INPUT MATERIAL START
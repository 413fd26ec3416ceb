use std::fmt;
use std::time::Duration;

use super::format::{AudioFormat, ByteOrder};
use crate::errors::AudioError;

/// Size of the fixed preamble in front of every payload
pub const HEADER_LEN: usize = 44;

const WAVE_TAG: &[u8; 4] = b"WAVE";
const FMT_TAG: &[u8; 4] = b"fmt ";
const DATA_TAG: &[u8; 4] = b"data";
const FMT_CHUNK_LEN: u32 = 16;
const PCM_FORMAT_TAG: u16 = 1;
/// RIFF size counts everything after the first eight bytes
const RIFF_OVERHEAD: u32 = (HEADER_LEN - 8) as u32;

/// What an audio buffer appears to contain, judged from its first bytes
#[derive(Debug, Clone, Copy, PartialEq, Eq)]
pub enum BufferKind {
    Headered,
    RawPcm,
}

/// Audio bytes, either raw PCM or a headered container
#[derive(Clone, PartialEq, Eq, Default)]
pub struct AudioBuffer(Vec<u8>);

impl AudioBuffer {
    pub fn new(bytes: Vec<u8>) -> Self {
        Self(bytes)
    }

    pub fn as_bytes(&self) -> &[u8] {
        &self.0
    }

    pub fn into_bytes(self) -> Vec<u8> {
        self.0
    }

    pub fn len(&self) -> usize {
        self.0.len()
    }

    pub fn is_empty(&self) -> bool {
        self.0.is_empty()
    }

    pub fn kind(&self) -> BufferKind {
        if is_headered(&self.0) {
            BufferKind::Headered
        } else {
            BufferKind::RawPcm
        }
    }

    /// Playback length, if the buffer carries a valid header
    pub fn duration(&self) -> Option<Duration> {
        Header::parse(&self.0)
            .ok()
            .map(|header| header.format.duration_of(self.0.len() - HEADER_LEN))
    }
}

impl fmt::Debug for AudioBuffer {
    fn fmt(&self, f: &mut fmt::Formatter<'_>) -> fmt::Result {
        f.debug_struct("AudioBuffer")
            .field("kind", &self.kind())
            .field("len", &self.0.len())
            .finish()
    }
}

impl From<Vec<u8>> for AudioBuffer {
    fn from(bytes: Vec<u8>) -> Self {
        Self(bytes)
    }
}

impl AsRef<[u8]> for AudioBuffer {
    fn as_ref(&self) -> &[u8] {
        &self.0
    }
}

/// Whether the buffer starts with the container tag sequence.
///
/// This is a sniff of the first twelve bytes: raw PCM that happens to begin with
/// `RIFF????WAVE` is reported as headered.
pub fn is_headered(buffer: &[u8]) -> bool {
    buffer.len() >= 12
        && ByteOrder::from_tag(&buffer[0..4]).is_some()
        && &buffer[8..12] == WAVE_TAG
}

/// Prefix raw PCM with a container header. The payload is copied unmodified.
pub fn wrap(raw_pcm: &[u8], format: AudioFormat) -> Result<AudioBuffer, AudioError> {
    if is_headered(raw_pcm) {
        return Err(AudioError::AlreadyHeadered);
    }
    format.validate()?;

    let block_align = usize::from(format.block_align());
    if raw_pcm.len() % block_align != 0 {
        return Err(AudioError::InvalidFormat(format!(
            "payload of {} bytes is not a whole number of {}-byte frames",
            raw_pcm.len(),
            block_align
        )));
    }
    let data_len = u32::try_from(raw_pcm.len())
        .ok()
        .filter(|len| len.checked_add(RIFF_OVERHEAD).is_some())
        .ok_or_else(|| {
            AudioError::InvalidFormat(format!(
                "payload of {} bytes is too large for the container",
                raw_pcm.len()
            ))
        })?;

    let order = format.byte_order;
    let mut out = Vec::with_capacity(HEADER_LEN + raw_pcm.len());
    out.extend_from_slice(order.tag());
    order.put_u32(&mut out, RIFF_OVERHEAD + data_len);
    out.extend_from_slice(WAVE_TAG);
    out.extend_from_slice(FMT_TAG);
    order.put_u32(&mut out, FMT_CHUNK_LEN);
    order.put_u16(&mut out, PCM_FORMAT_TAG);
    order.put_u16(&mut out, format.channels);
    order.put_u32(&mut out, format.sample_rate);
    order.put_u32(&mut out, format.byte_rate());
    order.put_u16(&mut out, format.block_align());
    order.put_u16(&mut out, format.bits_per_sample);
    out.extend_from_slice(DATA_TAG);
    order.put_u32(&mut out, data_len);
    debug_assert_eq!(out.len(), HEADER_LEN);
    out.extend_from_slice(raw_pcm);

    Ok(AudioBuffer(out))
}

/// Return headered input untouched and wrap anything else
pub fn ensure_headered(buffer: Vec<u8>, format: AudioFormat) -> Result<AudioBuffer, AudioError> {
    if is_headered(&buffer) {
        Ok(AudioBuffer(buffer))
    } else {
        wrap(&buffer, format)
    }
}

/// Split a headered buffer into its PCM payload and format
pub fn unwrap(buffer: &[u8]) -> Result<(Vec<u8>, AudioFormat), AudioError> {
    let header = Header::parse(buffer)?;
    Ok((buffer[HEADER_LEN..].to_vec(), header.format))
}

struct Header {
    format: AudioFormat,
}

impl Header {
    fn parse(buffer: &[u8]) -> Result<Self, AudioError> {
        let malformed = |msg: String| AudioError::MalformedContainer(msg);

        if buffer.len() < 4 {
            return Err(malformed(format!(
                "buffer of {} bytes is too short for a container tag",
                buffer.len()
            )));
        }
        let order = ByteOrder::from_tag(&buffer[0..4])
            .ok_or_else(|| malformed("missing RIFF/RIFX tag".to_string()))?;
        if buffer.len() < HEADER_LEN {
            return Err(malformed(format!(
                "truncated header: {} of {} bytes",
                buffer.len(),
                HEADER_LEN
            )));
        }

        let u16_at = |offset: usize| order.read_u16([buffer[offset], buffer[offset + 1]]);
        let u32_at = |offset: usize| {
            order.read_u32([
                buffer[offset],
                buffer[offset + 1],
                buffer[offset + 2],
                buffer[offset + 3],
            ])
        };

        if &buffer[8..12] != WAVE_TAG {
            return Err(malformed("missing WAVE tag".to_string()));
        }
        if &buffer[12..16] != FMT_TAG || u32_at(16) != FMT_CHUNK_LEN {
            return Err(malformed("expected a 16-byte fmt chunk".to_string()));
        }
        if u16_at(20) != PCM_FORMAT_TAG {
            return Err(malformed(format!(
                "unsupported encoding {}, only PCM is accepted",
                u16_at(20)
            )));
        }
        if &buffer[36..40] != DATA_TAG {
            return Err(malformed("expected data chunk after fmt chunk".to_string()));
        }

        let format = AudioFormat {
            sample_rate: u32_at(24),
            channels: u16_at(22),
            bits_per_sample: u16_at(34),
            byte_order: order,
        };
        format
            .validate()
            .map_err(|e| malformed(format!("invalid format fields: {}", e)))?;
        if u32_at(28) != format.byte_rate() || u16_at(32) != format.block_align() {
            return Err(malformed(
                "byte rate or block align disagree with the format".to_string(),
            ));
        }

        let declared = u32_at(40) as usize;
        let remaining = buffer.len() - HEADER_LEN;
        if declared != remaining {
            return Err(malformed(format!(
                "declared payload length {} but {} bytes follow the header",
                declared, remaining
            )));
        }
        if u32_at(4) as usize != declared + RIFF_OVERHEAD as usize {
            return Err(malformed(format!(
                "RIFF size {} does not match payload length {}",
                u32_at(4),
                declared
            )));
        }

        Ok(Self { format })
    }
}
INPUT MATERIAL END
» WHAT YOU SHOULD DO
Please copy the data above in its entirety, exactly as written.

» EXERCISE ANSWER
repository 413fd26ec3416ceb
use std::fmt;
use std::time::Duration;

use super::format::{AudioFormat, ByteOrder};
use crate::errors::AudioError;

/// Size of the fixed preamble in front of every payload
pub const HEADER_LEN: usize = 44;

const WAVE_TAG: &[u8; 4] = b"WAVE";
const FMT_TAG: &[u8; 4] = b"fmt ";
const DATA_TAG: &[u8; 4] = b"data";
const FMT_CHUNK_LEN: u32 = 16;
const PCM_FORMAT_TAG: u16 = 1;
/// RIFF size counts everything after the first eight bytes
const RIFF_OVERHEAD: u32 = (HEADER_LEN - 8) as u32;

/// What an audio buffer appears to contain, judged from its first bytes
#[derive(Debug, Clone, Copy, PartialEq, Eq)]
pub enum BufferKind {
    Headered,
    RawPcm,
}

/// Audio bytes, either raw PCM or a headered container
#[derive(Clone, PartialEq, Eq, Default)]
pub struct AudioBuffer(Vec<u8>);

impl AudioBuffer {
    pub fn new(bytes: Vec<u8>) -> Self {
        Self(bytes)
    }

    pub fn as_bytes(&self) -> &[u8] {
        &self.0
    }

    pub fn into_bytes(self) -> Vec<u8> {
        self.0
    }

    pub fn len(&self) -> usize {
        self.0.len()
    }

    pub fn is_empty(&self) -> bool {
        self.0.is_empty()
    }

    pub fn kind(&self) -> BufferKind {
        if is_headered(&self.0) {
            BufferKind::Headered
        } else {
            BufferKind::RawPcm
        }
    }

    /// Playback length, if the buffer carries a valid header
    pub fn duration(&self) -> Option<Duration> {
        Header::parse(&self.0)
            .ok()
            .map(|header| header.format.duration_of(self.0.len() - HEADER_LEN))
    }
}

impl fmt::Debug for AudioBuffer {
    fn fmt(&self, f: &mut fmt::Formatter<'_>) -> fmt::Result {
        f.debug_struct("AudioBuffer")
            .field("kind", &self.kind())
            .field("len", &self.0.len())
            .finish()
    }
}

impl From<Vec<u8>> for AudioBuffer {
    fn from(bytes: Vec<u8>) -> Self {
        Self(bytes)
    }
}

impl AsRef<[u8]> for AudioBuffer {
    fn as_ref(&self) -> &[u8] {
        &self.0
    }
}

/// Whether the buffer starts with the container tag sequence.
///
/// This is a sniff of the first twelve bytes: raw PCM that happens to begin with
/// `RIFF????WAVE` is reported as headered.
pub fn is_headered(buffer: &[u8]) -> bool {
    buffer.len() >= 12
        && ByteOrder::from_tag(&buffer[0..4]).is_some()
        && &buffer[8..12] == WAVE_TAG
}

/// Prefix raw PCM with a container header. The payload is copied unmodified.
pub fn wrap(raw_pcm: &[u8], format: AudioFormat) -> Result<AudioBuffer, AudioError> {
    if is_headered(raw_pcm) {
        return Err(AudioError::AlreadyHeadered);
    }
    format.validate()?;

    let block_align = usize::from(format.block_align());
    if raw_pcm.len() % block_align != 0 {
        return Err(AudioError::InvalidFormat(format!(
            "payload of {} bytes is not a whole number of {}-byte frames",
            raw_pcm.len(),
            block_align
        )));
    }
    let data_len = u32::try_from(raw_pcm.len())
        .ok()
        .filter(|len| len.checked_add(RIFF_OVERHEAD).is_some())
        .ok_or_else(|| {
            AudioError::InvalidFormat(format!(
                "payload of {} bytes is too large for the container",
                raw_pcm.len()
            ))
        })?;

    let order = format.byte_order;
    let mut out = Vec::with_capacity(HEADER_LEN + raw_pcm.len());
    out.extend_from_slice(order.tag());
    order.put_u32(&mut out, RIFF_OVERHEAD + data_len);
    out.extend_from_slice(WAVE_TAG);
    out.extend_from_slice(FMT_TAG);
    order.put_u32(&mut out, FMT_CHUNK_LEN);
    order.put_u16(&mut out, PCM_FORMAT_TAG);
    order.put_u16(&mut out, format.channels);
    order.put_u32(&mut out, format.sample_rate);
    order.put_u32(&mut out, format.byte_rate());
    order.put_u16(&mut out, format.block_align());
    order.put_u16(&mut out, format.bits_per_sample);
    out.extend_from_slice(DATA_TAG);
    order.put_u32(&mut out, data_len);
    debug_assert_eq!(out.len(), HEADER_LEN);
    out.extend_from_slice(raw_pcm);

    Ok(AudioBuffer(out))
}

/// Return headered input untouched and wrap anything else
pub fn ensure_headered(buffer: Vec<u8>, format: AudioFormat) -> Result<AudioBuffer, AudioError> {
    if is_headered(&buffer) {
        Ok(AudioBuffer(buffer))
    } else {
        wrap(&buffer, format)
    }
}

/// Split a headered buffer into its PCM payload and format
pub fn unwrap(buffer: &[u8]) -> Result<(Vec<u8>, AudioFormat), AudioError> {
    let header = Header::parse(buffer)?;
    Ok((buffer[HEADER_LEN..].to_vec(), header.format))
}

struct Header {
    format: AudioFormat,
}

impl Header {
    fn parse(buffer: &[u8]) -> Result<Self, AudioError> {
        let malformed = |msg: String| AudioError::MalformedContainer(msg);

        if buffer.len() < 4 {
            return Err(malformed(format!(
                "buffer of {} bytes is too short for a container tag",
                buffer.len()
            )));
        }
        let order = ByteOrder::from_tag(&buffer[0..4])
            .ok_or_else(|| malformed("missing RIFF/RIFX tag".to_string()))?;
        if buffer.len() < HEADER_LEN {
            return Err(malformed(format!(
                "truncated header: {} of {} bytes",
                buffer.len(),
                HEADER_LEN
            )));
        }

        let u16_at = |offset: usize| order.read_u16([buffer[offset], buffer[offset + 1]]);
        let u32_at = |offset: usize| {
            order.read_u32([
                buffer[offset],
                buffer[offset + 1],
                buffer[offset + 2],
                buffer[offset + 3],
            ])
        };

        if &buffer[8..12] != WAVE_TAG {
            return Err(malformed("missing WAVE tag".to_string()));
        }
        if &buffer[12..16] != FMT_TAG || u32_at(16) != FMT_CHUNK_LEN {
            return Err(malformed("expected a 16-byte fmt chunk".to_string()));
        }
        if u16_at(20) != PCM_FORMAT_TAG {
            return Err(malformed(format!(
                "unsupported encoding {}, only PCM is accepted",
                u16_at(20)
            )));
        }
        if &buffer[36..40] != DATA_TAG {
            return Err(malformed("expected data chunk after fmt chunk".to_string()));
        }

        let format = AudioFormat {
            sample_rate: u32_at(24),
            channels: u16_at(22),
            bits_per_sample: u16_at(34),
            byte_order: order,
        };
        format
            .validate()
            .map_err(|e| malformed(format!("invalid format fields: {}", e)))?;
        if u32_at(28) != format.byte_rate() || u16_at(32) != format.block_align() {
            return Err(malformed(
                "byte rate or block align disagree with the format".to_string(),
            ));
        }

        let declared = u32_at(40) as usize;
        let remaining = buffer.len() - HEADER_LEN;
        if declared != remaining {
            return Err(malformed(format!(
                "declared payload length {} but {} bytes follow the header",
                declared, remaining
            )));
        }
        if u32_at(4) as usize != declared + RIFF_OVERHEAD as usize {
            return Err(malformed(format!(
                "RIFF size {} does not match payload length {}",
                u32_at(4),
                declared
            )));
        }

        Ok(Self { format })
    }
}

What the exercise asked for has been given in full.